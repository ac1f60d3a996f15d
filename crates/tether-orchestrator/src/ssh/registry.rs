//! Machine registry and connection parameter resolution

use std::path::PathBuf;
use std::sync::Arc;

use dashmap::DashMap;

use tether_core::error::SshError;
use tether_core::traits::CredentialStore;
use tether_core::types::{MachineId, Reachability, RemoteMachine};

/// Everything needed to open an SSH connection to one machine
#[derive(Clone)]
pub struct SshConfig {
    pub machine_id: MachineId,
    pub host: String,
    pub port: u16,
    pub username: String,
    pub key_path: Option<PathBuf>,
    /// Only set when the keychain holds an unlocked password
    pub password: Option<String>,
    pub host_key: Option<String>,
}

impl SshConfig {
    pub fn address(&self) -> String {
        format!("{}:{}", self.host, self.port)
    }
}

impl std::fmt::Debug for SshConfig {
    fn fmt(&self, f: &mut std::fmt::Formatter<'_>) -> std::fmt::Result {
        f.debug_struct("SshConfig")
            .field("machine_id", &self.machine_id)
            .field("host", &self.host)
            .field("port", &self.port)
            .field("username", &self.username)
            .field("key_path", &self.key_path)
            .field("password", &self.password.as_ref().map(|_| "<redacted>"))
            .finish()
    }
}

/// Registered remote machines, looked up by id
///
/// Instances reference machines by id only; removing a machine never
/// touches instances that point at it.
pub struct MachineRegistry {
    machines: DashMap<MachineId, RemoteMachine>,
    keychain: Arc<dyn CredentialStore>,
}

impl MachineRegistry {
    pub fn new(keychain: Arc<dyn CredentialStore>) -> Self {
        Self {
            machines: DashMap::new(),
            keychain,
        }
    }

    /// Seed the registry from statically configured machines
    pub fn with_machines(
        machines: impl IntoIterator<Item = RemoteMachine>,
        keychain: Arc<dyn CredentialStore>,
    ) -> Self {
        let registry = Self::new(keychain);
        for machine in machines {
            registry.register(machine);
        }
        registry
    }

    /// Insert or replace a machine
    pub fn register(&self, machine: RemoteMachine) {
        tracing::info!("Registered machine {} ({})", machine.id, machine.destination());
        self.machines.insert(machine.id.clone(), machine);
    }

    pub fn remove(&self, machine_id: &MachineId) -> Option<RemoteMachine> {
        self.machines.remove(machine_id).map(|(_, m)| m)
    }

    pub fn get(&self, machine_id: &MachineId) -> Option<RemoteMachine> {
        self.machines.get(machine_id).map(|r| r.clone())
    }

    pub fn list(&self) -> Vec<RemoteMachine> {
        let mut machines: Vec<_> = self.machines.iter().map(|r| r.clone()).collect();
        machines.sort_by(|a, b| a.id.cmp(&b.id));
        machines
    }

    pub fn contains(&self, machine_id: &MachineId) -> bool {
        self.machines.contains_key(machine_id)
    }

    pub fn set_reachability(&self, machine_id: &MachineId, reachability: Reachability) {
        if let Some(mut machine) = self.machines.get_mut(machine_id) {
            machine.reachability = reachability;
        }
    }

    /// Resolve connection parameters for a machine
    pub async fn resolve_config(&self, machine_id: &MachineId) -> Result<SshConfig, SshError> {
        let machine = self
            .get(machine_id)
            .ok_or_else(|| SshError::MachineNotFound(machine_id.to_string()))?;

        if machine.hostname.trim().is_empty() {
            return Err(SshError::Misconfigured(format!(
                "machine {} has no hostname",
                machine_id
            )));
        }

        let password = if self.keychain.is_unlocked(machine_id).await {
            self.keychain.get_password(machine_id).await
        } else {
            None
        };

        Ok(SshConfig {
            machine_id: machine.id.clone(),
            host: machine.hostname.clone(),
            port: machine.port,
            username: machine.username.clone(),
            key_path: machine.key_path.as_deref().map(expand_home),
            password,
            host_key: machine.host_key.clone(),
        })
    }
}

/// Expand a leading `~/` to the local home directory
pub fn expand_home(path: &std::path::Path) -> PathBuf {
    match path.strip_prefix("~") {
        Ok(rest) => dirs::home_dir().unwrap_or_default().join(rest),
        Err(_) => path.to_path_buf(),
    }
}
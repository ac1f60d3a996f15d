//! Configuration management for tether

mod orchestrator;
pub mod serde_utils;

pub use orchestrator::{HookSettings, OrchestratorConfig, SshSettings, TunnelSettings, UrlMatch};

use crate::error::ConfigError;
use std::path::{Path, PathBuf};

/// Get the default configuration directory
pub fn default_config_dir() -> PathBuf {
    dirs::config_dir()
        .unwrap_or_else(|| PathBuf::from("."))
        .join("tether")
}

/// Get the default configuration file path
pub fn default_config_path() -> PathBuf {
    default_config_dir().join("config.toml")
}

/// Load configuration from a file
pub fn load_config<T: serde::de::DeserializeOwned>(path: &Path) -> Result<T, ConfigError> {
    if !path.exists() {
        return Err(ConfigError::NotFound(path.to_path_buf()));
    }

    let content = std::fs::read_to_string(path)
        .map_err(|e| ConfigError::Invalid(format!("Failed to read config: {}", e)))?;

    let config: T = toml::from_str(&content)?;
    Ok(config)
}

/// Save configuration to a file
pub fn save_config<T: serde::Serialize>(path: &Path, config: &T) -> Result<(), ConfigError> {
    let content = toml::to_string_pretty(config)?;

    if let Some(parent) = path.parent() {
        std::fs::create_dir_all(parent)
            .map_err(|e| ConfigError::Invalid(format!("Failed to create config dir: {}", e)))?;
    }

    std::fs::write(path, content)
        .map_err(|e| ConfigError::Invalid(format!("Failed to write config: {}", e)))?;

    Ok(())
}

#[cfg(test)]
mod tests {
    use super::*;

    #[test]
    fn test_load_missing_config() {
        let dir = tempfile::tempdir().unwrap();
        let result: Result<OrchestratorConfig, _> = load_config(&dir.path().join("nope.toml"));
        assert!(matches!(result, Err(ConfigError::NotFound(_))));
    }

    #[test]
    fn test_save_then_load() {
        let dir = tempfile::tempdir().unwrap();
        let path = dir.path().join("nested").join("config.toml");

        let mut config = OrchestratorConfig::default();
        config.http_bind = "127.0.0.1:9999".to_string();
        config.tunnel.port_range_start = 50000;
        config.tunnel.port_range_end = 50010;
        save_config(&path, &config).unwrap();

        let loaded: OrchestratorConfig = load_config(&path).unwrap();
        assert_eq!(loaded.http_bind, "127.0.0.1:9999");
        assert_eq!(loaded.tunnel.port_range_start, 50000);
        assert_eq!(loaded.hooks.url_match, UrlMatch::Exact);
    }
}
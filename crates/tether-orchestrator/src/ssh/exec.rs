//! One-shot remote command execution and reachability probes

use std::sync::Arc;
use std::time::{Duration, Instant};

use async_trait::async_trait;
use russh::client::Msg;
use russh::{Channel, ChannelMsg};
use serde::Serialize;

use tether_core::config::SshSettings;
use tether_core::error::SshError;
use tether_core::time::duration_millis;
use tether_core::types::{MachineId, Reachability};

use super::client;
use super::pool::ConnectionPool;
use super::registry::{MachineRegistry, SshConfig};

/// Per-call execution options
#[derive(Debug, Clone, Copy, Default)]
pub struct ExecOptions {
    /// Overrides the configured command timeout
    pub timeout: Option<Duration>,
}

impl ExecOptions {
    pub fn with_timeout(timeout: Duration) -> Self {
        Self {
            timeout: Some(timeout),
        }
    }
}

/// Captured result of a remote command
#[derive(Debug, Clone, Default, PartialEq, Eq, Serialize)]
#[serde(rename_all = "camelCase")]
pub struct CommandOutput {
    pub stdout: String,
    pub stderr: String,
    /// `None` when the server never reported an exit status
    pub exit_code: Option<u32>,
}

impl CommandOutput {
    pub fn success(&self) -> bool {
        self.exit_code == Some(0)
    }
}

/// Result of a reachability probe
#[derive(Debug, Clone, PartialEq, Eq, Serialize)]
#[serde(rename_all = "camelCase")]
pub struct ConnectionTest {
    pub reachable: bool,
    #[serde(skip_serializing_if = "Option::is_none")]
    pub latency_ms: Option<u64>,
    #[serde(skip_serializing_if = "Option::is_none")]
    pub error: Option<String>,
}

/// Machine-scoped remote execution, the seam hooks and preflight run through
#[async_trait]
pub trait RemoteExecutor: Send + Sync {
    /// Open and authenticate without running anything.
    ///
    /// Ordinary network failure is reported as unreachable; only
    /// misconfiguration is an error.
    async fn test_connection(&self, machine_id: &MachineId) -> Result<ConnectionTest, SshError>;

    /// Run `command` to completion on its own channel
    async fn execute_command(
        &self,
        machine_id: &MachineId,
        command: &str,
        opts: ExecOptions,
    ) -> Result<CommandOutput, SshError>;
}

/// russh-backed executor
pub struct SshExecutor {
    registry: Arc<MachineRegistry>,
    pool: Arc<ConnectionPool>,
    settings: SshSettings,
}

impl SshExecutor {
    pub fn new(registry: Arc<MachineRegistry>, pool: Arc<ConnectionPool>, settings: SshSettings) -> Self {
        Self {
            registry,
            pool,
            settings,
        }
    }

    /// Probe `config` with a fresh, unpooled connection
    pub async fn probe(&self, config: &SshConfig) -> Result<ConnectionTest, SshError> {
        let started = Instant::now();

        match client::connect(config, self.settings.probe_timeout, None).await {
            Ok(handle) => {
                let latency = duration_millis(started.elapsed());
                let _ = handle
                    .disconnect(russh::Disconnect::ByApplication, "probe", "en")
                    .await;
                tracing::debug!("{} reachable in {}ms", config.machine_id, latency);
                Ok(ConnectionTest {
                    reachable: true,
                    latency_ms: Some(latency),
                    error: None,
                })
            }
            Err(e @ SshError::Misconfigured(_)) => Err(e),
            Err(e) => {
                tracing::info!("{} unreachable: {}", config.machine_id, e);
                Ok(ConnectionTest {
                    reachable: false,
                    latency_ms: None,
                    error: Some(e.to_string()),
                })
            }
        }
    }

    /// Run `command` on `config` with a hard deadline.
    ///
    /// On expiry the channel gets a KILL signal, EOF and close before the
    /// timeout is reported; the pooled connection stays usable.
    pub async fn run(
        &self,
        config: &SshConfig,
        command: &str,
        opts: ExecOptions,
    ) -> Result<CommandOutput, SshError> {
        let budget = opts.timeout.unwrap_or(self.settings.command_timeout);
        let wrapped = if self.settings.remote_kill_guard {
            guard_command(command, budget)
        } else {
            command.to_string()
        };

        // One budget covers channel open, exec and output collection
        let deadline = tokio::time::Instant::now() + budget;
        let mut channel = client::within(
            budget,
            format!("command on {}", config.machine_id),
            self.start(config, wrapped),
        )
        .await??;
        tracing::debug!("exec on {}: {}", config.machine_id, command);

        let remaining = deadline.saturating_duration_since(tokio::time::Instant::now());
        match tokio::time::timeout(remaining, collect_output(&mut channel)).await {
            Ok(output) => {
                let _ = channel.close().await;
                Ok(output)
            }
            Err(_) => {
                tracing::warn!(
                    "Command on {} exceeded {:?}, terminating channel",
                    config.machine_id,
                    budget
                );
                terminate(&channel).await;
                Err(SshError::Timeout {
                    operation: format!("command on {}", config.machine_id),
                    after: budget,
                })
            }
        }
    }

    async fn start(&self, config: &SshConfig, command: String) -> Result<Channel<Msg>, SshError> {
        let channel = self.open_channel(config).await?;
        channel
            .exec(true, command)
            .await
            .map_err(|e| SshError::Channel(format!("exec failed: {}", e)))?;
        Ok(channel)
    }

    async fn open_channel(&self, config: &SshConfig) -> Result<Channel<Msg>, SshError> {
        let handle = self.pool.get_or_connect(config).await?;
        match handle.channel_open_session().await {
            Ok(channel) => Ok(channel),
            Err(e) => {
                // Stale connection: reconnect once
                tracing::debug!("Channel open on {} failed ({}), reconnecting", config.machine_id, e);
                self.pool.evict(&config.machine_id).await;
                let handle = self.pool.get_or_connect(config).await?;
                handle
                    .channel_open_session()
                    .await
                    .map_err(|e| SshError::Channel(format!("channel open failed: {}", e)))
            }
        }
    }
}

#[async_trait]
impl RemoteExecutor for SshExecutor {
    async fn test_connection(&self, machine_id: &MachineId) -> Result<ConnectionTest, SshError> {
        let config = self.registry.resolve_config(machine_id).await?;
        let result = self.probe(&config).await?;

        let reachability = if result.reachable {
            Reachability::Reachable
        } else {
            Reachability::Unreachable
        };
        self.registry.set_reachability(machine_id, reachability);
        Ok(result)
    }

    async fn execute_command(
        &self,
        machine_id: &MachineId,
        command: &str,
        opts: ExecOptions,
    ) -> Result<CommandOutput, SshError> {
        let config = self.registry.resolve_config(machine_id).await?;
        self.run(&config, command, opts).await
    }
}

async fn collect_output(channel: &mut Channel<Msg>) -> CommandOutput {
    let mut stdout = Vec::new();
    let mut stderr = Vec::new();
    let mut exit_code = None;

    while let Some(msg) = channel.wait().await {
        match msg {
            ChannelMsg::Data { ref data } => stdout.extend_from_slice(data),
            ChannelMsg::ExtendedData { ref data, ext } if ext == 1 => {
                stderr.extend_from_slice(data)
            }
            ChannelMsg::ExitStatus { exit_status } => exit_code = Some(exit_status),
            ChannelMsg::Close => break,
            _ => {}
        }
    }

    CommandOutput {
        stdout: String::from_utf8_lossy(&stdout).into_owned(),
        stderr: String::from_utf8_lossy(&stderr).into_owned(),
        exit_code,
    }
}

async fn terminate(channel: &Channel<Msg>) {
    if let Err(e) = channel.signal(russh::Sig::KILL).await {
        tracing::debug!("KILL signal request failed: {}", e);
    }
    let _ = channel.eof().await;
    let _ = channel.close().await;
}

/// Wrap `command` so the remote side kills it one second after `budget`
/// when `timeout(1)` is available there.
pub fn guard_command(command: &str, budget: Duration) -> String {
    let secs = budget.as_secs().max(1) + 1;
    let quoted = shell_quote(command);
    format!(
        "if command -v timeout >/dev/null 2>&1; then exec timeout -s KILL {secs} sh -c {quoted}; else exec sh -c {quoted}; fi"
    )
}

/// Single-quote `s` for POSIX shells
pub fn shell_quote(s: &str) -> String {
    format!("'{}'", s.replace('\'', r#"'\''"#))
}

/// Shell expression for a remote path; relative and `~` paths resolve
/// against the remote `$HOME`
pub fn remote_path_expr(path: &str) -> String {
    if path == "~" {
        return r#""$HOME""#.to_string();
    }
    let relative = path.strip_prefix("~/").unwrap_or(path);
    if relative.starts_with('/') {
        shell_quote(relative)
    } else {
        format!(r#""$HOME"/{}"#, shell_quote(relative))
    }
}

...

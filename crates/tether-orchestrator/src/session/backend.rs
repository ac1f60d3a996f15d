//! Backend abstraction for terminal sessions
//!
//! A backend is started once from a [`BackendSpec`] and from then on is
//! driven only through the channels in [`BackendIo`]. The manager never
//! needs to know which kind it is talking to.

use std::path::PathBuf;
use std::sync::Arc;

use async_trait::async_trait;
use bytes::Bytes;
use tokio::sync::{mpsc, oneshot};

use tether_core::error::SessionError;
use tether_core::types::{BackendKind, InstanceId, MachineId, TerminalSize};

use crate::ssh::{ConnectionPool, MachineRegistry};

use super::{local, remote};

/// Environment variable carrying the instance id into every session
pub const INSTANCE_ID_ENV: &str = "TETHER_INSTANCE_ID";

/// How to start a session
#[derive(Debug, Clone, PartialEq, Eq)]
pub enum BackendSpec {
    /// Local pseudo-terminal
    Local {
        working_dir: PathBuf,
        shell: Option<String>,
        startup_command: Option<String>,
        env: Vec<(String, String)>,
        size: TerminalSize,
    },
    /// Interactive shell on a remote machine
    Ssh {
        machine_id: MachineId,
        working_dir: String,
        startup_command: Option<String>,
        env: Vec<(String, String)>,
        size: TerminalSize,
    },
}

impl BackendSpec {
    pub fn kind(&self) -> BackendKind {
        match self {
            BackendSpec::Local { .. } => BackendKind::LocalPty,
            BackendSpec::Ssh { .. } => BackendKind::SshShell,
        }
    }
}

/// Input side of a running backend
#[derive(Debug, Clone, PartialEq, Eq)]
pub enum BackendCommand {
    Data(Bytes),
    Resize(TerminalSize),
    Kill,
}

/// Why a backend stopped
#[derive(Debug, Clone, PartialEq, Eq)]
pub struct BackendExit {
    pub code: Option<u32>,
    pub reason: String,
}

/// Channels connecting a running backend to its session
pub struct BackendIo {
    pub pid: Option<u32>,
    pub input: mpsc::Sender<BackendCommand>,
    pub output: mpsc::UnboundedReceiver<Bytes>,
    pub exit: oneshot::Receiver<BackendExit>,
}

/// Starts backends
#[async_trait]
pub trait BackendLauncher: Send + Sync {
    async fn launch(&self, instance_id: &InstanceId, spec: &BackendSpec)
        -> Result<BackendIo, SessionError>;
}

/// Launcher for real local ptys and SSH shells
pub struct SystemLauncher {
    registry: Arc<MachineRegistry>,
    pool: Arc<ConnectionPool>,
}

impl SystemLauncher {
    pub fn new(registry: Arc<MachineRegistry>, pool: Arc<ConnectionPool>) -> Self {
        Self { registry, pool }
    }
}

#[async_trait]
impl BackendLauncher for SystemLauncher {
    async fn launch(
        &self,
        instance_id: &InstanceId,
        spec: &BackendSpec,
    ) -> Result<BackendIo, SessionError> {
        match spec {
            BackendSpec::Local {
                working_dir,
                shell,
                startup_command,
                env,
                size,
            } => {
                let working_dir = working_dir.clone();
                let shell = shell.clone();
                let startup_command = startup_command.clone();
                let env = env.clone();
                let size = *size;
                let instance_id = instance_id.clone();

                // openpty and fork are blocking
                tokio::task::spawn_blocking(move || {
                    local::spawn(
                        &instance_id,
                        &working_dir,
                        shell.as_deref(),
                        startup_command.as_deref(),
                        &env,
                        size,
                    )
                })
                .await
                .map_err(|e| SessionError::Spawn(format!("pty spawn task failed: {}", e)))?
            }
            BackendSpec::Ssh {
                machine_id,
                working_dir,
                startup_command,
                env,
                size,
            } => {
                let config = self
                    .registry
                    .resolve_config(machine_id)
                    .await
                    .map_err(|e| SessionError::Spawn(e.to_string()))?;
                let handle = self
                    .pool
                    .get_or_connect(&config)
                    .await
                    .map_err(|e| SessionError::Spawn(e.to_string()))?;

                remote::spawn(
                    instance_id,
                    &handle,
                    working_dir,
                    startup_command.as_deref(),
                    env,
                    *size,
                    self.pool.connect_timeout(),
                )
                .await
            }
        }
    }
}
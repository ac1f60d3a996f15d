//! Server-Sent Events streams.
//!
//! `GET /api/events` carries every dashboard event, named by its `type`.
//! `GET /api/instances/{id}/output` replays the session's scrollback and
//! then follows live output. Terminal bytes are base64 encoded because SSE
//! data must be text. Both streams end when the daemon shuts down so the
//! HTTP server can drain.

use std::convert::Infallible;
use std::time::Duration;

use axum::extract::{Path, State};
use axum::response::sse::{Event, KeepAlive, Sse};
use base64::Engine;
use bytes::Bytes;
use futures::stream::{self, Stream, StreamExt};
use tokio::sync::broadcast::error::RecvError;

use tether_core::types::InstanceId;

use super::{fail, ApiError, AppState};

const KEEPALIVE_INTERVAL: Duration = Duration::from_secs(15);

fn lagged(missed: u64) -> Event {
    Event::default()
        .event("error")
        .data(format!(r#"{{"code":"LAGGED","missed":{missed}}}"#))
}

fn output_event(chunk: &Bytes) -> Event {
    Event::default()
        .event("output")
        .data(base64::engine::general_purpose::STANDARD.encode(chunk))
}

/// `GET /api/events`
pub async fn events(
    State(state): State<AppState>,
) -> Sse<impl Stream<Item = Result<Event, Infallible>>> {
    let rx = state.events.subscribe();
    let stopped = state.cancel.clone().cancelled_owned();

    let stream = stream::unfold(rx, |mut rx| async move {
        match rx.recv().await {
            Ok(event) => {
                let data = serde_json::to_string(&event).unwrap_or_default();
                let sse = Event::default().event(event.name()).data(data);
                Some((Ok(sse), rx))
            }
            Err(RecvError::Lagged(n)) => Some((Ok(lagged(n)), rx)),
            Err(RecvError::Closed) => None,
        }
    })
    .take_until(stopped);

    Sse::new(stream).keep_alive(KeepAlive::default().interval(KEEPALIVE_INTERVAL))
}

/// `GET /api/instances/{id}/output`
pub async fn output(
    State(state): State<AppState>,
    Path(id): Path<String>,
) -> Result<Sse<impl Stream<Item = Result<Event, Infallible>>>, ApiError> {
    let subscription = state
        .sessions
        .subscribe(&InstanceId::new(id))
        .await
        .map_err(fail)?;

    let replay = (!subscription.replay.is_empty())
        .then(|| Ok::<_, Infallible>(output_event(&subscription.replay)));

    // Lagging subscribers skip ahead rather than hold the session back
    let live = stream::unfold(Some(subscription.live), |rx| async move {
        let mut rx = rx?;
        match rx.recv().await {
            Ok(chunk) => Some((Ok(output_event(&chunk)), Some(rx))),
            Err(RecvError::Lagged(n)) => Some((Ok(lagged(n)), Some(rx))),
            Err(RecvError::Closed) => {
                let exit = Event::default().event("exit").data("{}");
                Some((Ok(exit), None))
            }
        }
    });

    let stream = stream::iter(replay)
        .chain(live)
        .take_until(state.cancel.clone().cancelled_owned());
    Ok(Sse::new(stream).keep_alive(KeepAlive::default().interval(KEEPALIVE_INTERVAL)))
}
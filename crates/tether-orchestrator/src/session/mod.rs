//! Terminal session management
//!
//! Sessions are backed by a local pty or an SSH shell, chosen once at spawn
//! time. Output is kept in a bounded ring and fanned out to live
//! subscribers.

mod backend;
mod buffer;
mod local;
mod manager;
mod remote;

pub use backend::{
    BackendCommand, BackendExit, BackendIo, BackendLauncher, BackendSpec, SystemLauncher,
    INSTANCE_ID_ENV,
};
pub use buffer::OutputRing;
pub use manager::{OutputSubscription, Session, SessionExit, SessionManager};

== YOUR OBJECTIVE ==
Whenever the word "DashMap" shows up in a line of the entries above, copy that line.

== THE COMPLETED TASK ==
use dashmap::DashMap;
    machines: DashMap<MachineId, RemoteMachine>,
            machines: DashMap::new(),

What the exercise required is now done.